» **DATA FOR THIS EXERCISE**:
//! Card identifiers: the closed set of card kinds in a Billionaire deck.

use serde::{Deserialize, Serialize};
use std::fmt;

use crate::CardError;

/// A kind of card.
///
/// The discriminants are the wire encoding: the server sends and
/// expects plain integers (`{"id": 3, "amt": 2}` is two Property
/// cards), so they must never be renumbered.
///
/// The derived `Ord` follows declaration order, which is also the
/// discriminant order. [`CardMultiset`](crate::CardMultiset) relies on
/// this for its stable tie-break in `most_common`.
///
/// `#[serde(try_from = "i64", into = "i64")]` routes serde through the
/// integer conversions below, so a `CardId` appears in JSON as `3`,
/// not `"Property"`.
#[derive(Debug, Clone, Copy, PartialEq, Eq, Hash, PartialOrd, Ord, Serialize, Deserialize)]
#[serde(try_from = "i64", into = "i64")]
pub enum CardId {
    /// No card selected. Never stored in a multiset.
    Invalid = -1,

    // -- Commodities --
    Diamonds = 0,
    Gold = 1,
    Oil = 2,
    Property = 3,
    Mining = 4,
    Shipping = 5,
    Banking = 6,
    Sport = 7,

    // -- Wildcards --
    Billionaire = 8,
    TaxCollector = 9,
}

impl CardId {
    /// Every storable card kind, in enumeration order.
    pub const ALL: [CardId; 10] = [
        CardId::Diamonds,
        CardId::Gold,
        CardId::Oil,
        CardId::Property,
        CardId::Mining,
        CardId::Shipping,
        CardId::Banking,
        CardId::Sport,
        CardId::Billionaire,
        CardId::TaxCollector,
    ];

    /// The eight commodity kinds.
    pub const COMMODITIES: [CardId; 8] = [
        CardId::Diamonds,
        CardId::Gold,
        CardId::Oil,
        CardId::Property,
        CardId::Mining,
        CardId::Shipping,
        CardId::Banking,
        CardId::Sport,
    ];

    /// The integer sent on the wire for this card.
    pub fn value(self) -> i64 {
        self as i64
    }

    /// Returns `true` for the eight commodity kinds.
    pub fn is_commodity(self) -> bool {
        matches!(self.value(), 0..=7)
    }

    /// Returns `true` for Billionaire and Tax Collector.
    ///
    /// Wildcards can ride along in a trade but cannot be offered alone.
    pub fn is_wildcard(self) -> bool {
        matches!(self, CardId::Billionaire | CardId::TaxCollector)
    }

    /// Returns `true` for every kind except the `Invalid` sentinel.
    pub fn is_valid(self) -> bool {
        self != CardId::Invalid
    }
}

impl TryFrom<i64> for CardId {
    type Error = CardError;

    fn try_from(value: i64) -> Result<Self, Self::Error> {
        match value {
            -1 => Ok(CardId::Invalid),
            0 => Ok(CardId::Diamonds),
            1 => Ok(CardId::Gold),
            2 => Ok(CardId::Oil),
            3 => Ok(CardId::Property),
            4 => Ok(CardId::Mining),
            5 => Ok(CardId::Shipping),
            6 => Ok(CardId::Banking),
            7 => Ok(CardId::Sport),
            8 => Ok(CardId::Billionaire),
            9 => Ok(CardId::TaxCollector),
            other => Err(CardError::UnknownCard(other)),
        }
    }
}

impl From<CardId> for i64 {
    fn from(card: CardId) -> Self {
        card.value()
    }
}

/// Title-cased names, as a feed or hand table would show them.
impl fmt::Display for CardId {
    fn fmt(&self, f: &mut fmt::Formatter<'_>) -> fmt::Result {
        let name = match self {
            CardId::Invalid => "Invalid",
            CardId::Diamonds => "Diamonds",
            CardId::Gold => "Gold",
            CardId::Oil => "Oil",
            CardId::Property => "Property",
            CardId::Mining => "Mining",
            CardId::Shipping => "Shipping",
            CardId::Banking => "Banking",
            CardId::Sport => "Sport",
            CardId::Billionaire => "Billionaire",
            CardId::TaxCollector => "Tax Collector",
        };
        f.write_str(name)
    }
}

---

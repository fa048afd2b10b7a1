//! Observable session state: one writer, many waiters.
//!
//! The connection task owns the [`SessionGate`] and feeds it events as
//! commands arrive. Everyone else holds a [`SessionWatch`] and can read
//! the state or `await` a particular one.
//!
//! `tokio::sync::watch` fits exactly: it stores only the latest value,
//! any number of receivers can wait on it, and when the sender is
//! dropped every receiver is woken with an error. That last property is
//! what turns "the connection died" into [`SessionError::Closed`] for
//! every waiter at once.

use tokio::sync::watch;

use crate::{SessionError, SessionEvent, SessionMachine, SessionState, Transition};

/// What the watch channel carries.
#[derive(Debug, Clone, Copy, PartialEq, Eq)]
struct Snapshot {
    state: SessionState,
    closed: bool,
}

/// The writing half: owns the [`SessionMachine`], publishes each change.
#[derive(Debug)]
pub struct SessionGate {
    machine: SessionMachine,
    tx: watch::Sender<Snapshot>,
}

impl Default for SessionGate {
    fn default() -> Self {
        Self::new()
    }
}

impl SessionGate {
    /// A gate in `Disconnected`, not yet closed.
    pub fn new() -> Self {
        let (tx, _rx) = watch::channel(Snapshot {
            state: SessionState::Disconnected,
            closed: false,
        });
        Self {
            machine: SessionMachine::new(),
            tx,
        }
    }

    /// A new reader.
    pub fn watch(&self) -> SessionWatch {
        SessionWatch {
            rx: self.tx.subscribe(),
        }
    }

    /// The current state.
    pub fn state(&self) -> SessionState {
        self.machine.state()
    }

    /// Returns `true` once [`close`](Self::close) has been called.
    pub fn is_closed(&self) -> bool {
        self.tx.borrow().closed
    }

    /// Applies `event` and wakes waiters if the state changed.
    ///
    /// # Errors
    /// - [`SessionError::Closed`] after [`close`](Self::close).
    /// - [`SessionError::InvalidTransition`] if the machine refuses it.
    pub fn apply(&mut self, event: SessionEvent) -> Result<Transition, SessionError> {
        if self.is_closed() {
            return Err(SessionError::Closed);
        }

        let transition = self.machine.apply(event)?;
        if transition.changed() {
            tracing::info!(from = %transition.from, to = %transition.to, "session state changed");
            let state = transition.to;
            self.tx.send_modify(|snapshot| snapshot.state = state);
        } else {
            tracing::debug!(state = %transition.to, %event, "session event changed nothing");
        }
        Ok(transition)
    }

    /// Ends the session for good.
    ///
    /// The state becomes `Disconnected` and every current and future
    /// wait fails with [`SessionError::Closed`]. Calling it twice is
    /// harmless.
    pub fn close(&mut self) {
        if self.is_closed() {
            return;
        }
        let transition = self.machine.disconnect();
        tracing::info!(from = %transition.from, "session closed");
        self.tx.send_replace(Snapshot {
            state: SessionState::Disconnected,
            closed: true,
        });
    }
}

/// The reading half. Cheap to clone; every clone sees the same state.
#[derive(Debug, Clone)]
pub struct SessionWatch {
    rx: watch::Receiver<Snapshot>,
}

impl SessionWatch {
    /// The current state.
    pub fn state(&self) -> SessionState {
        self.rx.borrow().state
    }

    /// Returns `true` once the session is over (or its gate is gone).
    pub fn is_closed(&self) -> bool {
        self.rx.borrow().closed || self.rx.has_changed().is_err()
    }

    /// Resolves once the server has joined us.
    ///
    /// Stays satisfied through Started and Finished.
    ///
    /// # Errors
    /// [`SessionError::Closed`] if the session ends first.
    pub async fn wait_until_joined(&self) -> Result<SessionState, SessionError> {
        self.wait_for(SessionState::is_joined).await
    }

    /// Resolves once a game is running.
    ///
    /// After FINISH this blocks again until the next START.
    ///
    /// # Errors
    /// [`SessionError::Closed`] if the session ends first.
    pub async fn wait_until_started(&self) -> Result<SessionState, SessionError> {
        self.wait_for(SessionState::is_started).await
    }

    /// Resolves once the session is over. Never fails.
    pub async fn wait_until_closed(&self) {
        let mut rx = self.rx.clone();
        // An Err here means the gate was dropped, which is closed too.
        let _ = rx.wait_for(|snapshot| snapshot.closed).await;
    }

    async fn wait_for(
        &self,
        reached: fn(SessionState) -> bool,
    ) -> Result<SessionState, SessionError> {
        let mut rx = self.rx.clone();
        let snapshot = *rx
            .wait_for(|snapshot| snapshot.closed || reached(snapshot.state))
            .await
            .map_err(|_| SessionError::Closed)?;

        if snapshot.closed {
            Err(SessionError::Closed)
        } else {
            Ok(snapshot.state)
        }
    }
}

» **WORK INSTRUCTIONS**: For each line above that contains the word "serde", make a copy.

» **SOLUTION FOR THIS EXERCISE**:
use serde::{Deserialize, Serialize};
/// `#[serde(try_from = "i64", into = "i64")]` routes serde through the
#[serde(try_from = "i64", into = "i64")]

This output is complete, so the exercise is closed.